The opening scenes paint an abstract portrait of love and loss, the trials of relationships and the maddeningly confusing desires and expectations of the lovers depicted in the film. We see Willie, living in Hawaii, trying to raise his baby in the best way possible, Victory and her family attempting to navigate New York despite the disappearance of her and her siblings’ mother and her father’s wife, and Alaskan couple Blake who works as a stripper and Joel, a computer nerd who are in the early stages of a relationship. The geographical distance between the characters (and it feels right to call them characters given Har’el’s propensity to fictionalise their lives) only serves to highlight the universality of the themes that the film focusses on.

Blake and Joel’s relationship is perhaps the most uplifting of the three narratives. Their relationship whilst young is sweetly warm and Har’el goes to great lengths not to demonise or use Blake’s career for shock value. However, just as “love, hope, and faith” are key themes throughout the three narratives, so are the darker and less appealing aspects of love: loss, fear, and insecurity as evidenced by Blake’s desire for escape, though from what remains unclear.

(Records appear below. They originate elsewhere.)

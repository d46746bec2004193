use crate::crypto::Unresolved;
use crate::record::MessageType;

/// Errors produced while decoding capture lines.
///
/// Every decode variant carries the 1-based input line number. They are attached to
/// the [crate::Record] produced for that line rather than aborting a run.
#[derive(thiserror::Error, Debug)]
#[non_exhaustive]
pub enum Error {
    #[error("invalid line format at line {line}")]
    InvalidLineFormat { line: usize },

    #[error("invalid hex payload at line {line}: {source}")]
    InvalidHex {
        line: usize,
        source: hex::FromHexError,
    },

    #[error("malformed {shape} at line {line}: {source}")]
    MalformedEnvelope {
        line: usize,
        shape: MessageType,
        source: prost::DecodeError,
    },

    /// A recognized port's payload failed to decode; `kind` is the message name,
    /// e.g., `Position`.
    #[error("malformed {kind} payload at line {line}: {source}")]
    MalformedInnerPayload {
        line: usize,
        kind: &'static str,
        source: prost::DecodeError,
    },

    #[error("packet absent at line {line}")]
    PacketAbsent { line: usize },

    #[error("encrypted payload unresolved at line {line}: {reason}")]
    EncryptionUnresolved { line: usize, reason: Unresolved },

    #[error(transparent)]
    Io(#[from] std::io::Error),

    #[error(transparent)]
    Csv(#[from] csv::Error),
}

impl Error {
    /// Short stable name for the variant, suitable for tallying.
    #[must_use]
    pub fn kind(&self) -> &'static str {
        match self {
            Self::InvalidLineFormat { .. } => "InvalidLineFormat",
            Self::InvalidHex { .. } => "InvalidHex",
            Self::MalformedEnvelope { .. } => "MalformedEnvelope",
            Self::MalformedInnerPayload { .. } => "MalformedInnerPayload",
            Self::PacketAbsent { .. } => "PacketAbsent",
            Self::EncryptionUnresolved { .. } => "EncryptionUnresolved",
            Self::Io(_) => "Io",
            Self::Csv(_) => "Csv",
        }
    }

    /// Input line the error applies to, if any.
    #[must_use]
    pub fn line(&self) -> Option<usize> {
        match self {
            Self::InvalidLineFormat { line }
            | Self::InvalidHex { line, .. }
            | Self::MalformedEnvelope { line, .. }
            | Self::MalformedInnerPayload { line, .. }
            | Self::PacketAbsent { line }
            | Self::EncryptionUnresolved { line, .. } => Some(*line),
            Self::Io(_) | Self::Csv(_) => None,
        }
    }
}

pub type Result<T> = std::result::Result<T, Error>;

Likewise, the breakdown of Victory’s relationship with her father as the truth behind her mother’s disappearance is revealed whilst Willie’s struggle to deal with and overcome the sudden dispute over his child’s paternity all seem to point to the fact that love, at it’s best is uncertain and at its worst is forever just out of reach.

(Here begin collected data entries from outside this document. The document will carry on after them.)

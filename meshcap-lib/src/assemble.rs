//! Capture line to [Record] assembly.
//!
//! The topic selects which top-level shapes are probed, in order:
//!
//! | topic contains | probes |
//! |---|---|
//! | `/map/` | `MapReport`, then `ServiceEnvelope` |
//! | `/e/` or neither | `ServiceEnvelope` |
//!
//! Each probe decodes into its own value and nothing is merged into the record until a
//! winner is chosen. An empty byte string is a valid `MapReport`, so on map topics a
//! `MapReport` that decodes to all defaults loses to a `ServiceEnvelope` carrying a
//! packet (see [Decoder::prefer_envelope_over_empty_map_report]).
use rayon::prelude::*;
use tracing::{debug, trace};
use typed_builder::TypedBuilder;

use crate::capture::CaptureLine;
use crate::crypto::{self, Unresolved};
use crate::dispatch::dispatch;
use crate::proto::{mesh_packet::PayloadVariant, MapReport, MeshPacket, ServiceEnvelope};
use crate::record::{EnvelopeFields, Message, MessageType, PacketFields, Payload, Record};
use crate::Error;

/// Topic marker of map presence reports.
pub const MAP_TOPIC_MARKER: &str = "/map/";
/// Topic marker of encrypted/envelope traffic.
pub const ENVELOPE_TOPIC_MARKER: &str = "/e/";

/// Decoding options. [Decoder::default] enables everything.
#[derive(Debug, Clone, TypedBuilder)]
pub struct Decoder {
    /// Attempt trial decryption of encrypted payloads.
    #[builder(default = true)]
    pub decrypt: bool,
    /// On map topics, prefer a `ServiceEnvelope` with a packet over a `MapReport` that
    /// decoded to all defaults. When disabled any successful `MapReport` decode wins.
    #[builder(default = true)]
    pub prefer_envelope_over_empty_map_report: bool,
}

impl Default for Decoder {
    fn default() -> Self {
        Decoder::builder().build()
    }
}

/// One top-level shape decoded in isolation.
enum Probed {
    MapReport(MapReport),
    Envelope(ServiceEnvelope),
}

/// When a successful probe is taken without looking further.
#[derive(Debug, Clone, Copy)]
enum Accept {
    Any,
    /// A `MapReport` with at least one non-default field.
    NonEmptyReport,
    /// A `ServiceEnvelope` carrying a packet.
    EnvelopeWithPacket,
}

impl Accept {
    fn accepts(self, probed: &Probed) -> bool {
        match (self, probed) {
            (Self::Any, _) => true,
            (Self::NonEmptyReport, Probed::MapReport(report)) => *report != MapReport::default(),
            (Self::EnvelopeWithPacket, Probed::Envelope(env)) => env.packet.is_some(),
            _ => false,
        }
    }
}

type Probe = (MessageType, Accept);

const MAP_PROBES_PREFER_ENVELOPE: &[Probe] = &[
    (MessageType::MapReport, Accept::NonEmptyReport),
    (MessageType::ServiceEnvelope, Accept::EnvelopeWithPacket),
];
const MAP_PROBES: &[Probe] = &[
    (MessageType::MapReport, Accept::Any),
    (MessageType::ServiceEnvelope, Accept::Any),
];
const ENVELOPE_PROBES: &[Probe] = &[(MessageType::ServiceEnvelope, Accept::Any)];

fn probe(shape: MessageType, dat: &[u8]) -> Result<Probed, prost::DecodeError> {
    match shape {
        MessageType::MapReport => crate::proto::decode_map_report(dat).map(Probed::MapReport),
        MessageType::ServiceEnvelope => crate::proto::decode_envelope(dat).map(Probed::Envelope),
    }
}

impl Decoder {
    fn probes(&self, topic: &str) -> &'static [Probe] {
        if topic.contains(MAP_TOPIC_MARKER) {
            if self.prefer_envelope_over_empty_map_report {
                MAP_PROBES_PREFER_ENVELOPE
            } else {
                MAP_PROBES
            }
        } else {
            // ENVELOPE_TOPIC_MARKER and unmarked topics decode the same way
            ENVELOPE_PROBES
        }
    }

    /// Run the probes for `topic` over `dat`.
    ///
    /// The first accepted decode wins. Failing that, the first successful decode, and
    /// failing that, the error of the last probe.
    fn select(&self, topic: &str, dat: &[u8]) -> Result<Probed, (MessageType, prost::DecodeError)> {
        let mut first_ok: Option<Probed> = None;
        let mut last_err: Option<(MessageType, prost::DecodeError)> = None;

        for (shape, accept) in self.probes(topic) {
            match probe(*shape, dat) {
                Ok(probed) if accept.accepts(&probed) => {
                    trace!(%shape, "probe accepted");
                    return Ok(probed);
                }
                Ok(probed) => {
                    trace!(%shape, "probe decoded, not accepted");
                    first_ok.get_or_insert(probed);
                }
                Err(err) => {
                    trace!(%shape, %err, "probe failed");
                    last_err = Some((*shape, err));
                }
            }
        }

        match (first_ok, last_err) {
            (Some(probed), _) => Ok(probed),
            (None, Some(err)) => Err(err),
            (None, None) => unreachable!("probe tables are never empty"),
        }
    }

    /// Decode one capture line. `line_no` is the 1-based line number used in errors.
    ///
    /// Never fails; errors are recorded in [Record::error].
    #[must_use]
    pub fn decode_line(&self, line_no: usize, line: &str) -> Record {
        let capture = match CaptureLine::parse(line) {
            Ok(capture) => capture,
            Err(malformed) => {
                debug!(line = line_no, fields = malformed.fields, "invalid line format");
                let mut record =
                    Record::new(line_no, malformed.timestamp, malformed.topic.unwrap_or(""));
                record.error = Some(Error::InvalidLineFormat { line: line_no });
                return record;
            }
        };

        match crate::hex::decode_payload(capture.payload) {
            Ok(dat) => self.decode_message(line_no, capture.timestamp, capture.topic, &dat),
            Err(source) => {
                debug!(line = line_no, %source, "invalid hex");
                let mut record = Record::new(line_no, capture.timestamp, capture.topic);
                record.error = Some(Error::InvalidHex {
                    line: line_no,
                    source,
                });
                record
            }
        }
    }

    /// Decode a raw payload received on `topic`.
    #[must_use]
    pub fn decode_message(&self, line_no: usize, timestamp: &str, topic: &str, dat: &[u8]) -> Record {
        let mut record = Record::new(line_no, timestamp, topic);

        match self.select(topic, dat) {
            Ok(Probed::MapReport(report)) => {
                record.message = Some(Message::MapReport(report));
            }
            Ok(Probed::Envelope(env)) => {
                let (fields, error) = self.envelope(line_no, env);
                record.message = Some(Message::ServiceEnvelope(fields));
                record.error = error;
            }
            Err((shape, source)) => {
                debug!(line = line_no, %shape, %source, "malformed envelope");
                record.error = Some(Error::MalformedEnvelope {
                    line: line_no,
                    shape,
                    source,
                });
            }
        }

        record
    }

    fn envelope(&self, line_no: usize, env: ServiceEnvelope) -> (EnvelopeFields, Option<Error>) {
        let mut fields = EnvelopeFields {
            channel_id: env.channel_id,
            gateway_id: env.gateway_id,
            packet: None,
        };
        let Some(packet) = env.packet else {
            return (fields, Some(Error::PacketAbsent { line: line_no }));
        };
        let (packet, error) = self.packet(line_no, packet);
        fields.packet = Some(packet);
        (fields, error)
    }

    fn packet(&self, line_no: usize, packet: MeshPacket) -> (PacketFields, Option<Error>) {
        let mut error = None;
        let payload = match packet.payload_variant {
            None => Payload::Absent,
            Some(PayloadVariant::Decoded(data)) => {
                let zult = dispatch(data.portnum, &data.payload);
                error = zult.error.map(|err| content_error(line_no, err));
                Payload::Decoded(zult.fields)
            }
            Some(PayloadVariant::Encrypted(ciphertext)) => {
                let recovered = if self.decrypt {
                    crypto::decrypt(&ciphertext, packet.id, packet.from, packet.pki_encrypted)
                } else {
                    Err(Unresolved::Skipped)
                };
                match recovered {
                    Ok(recovered) => {
                        debug!(
                            line = line_no,
                            key = recovered.key,
                            width = %recovered.width,
                            "payload decrypted"
                        );
                        let zult = dispatch(recovered.data.portnum, &recovered.data.payload);
                        error = zult.error.map(|err| content_error(line_no, err));
                        Payload::Decrypted {
                            fields: zult.fields,
                            key: recovered.key,
                            width: recovered.width,
                        }
                    }
                    Err(reason) => {
                        debug!(line = line_no, %reason, "payload unresolved");
                        error = Some(Error::EncryptionUnresolved {
                            line: line_no,
                            reason,
                        });
                        Payload::Encrypted(ciphertext)
                    }
                }
            }
        };

        let fields = PacketFields {
            from: packet.from,
            to: packet.to,
            channel: packet.channel,
            id: packet.id,
            hop_limit: packet.hop_limit,
            want_ack: packet.want_ack,
            priority: packet.priority,
            via_mqtt: packet.via_mqtt,
            transport: packet.transport_mechanism,
            payload,
        };
        (fields, error)
    }

    /// Decode many lines in parallel, returning records in input order.
    ///
    /// Blank lines are skipped; line numbers count them, matching the input file.
    #[must_use]
    pub fn decode_lines<S: AsRef<str> + Sync>(&self, first_line_no: usize, lines: &[S]) -> Vec<Record> {
        lines
            .par_iter()
            .enumerate()
            .filter(|(_, line)| !crate::capture::is_blank(line.as_ref()))
            .map(|(idx, line)| self.decode_line(first_line_no + idx, line.as_ref()))
            .collect()
    }
}

fn content_error(line_no: usize, err: crate::dispatch::ContentError) -> Error {
    Error::MalformedInnerPayload {
        line: line_no,
        kind: err.kind,
        source: err.source,
    }
}

/// Decode one capture line with [Decoder::default].
#[must_use]
pub fn decode_line(line_no: usize, line: &str) -> Record {
    Decoder::default().decode_line(line_no, line)
}

/// Decode a raw payload received on `topic` with [Decoder::default].
#[must_use]
pub fn decode_message(line_no: usize, timestamp: &str, topic: &str, dat: &[u8]) -> Record {
    Decoder::default().decode_message(line_no, timestamp, topic, dat)
}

The unreal reality that Har’el depicts in this hazy, dreamlike documentary is both its selling point and its downfall. At times, the visuals are as gorgeous as they are distracting, though this may be intentional on Har’el’s part as the intertwining storylines of the three couples lack the substance and, quite frankly, the likability to carry a documentary on love by themselves. The entire film feels like it is trying to be more than it is — and there is a strong argument that Har’el focusses more on style than on substance — the made up conversations and improvisations between actors and the real-life lovers in the film comes across as performative and affected. The choice to use subtitles over voiceover to relay first-person testimony is unnecessary and even detrimental to the overall viewing of the film.

LoveTrue then is a dizzying (maybe too much so) journey. It is as intoxicating as it is alienating and raises more questions than it has answers to, though given its subject matter, maybe this is not only to be expected but encouraged.